The Tests and Results: Outdoor Rides

Now we get to the fun stuff – outdoors!  While I have lots of rides in Paris, I’m actually using two particular rides below for a reason.  First is that I have the WASP data, which makes it easier and cleaner to visualize.  But second is that unlike my Paris rides which are full of stops due to traffic/etc, these are more or less nonstop.  Thus making it easier to both visualize as well as spot any differences.  With stop/starts of traffic, it can become very difficult to separate out drops/spikes from simple stopping and starting rapidly.

Las Vegas Desert Ride:

This was a ride I did while in Las Vegas in mid-April.  First up is the stacked graph.  Now, this can be really busy looking – because it’s far more variable outside than inside.  The route itself is more or less never-ending rollers.  So I’m constantly shifting power according to terrain.  Note, you can click on any of these to expand a bit.

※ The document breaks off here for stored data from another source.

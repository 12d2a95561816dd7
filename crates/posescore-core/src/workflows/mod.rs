//! # Workflows Module
//!
//! High-level entry points that validate a batch, run the dispatchers and
//! package their outputs for callers.
//!
//! ## Overview
//!
//! A workflow takes borrowed inputs plus [`crate::core::params::ScoreParams`]
//! and returns an owned report. Callers that need a specific execution
//! strategy use the `run_with` variants; `run` picks the default executor.
//!
//! - **Scoring Workflow** ([`score`]) - LK-ball energies per pose, the
//!   block-pair log and, on request, coordinate and water gradients.
//! - **Hydrogen Bond Workflow** ([`hbond`]) - scores of explicit
//!   donor-acceptor pairs under the `hbond` globals, with optional gradients.

pub mod hbond;
pub mod score;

So, let’s smooth things out a bit with a 10-second average:

Again, remember these are stacked, and thus not the actual difference between the units – but rather the relative differences in how they track.

Now let’s look at the differences between each one.  As with before, these are all smoothed at 10s.

Now for the Stages vs PowerTap:

And finally, Quarq vs PowerTap:

Now, the challenge here continues to be the variance in outdoor data when comparing rides side by side.  So I applied a 1-minute (60-second) smoothing to it:

So within this, we can clearly see how they tracked.  In most cases they aligned quite well.  We see that in general the Quarq tends to ‘rise’ above the rest from a max standpoint, either because it’s measuring further up the drivetrain (likely), or because it catches some of the short bursts a bit better.  We see that the Stages pretty much just slides in between the Quarq and the PowerTap and tracks well against both.  The only cases where we see differentiation seem to come from the PowerTap on some of the descents – reporting a bit lower power than the rest.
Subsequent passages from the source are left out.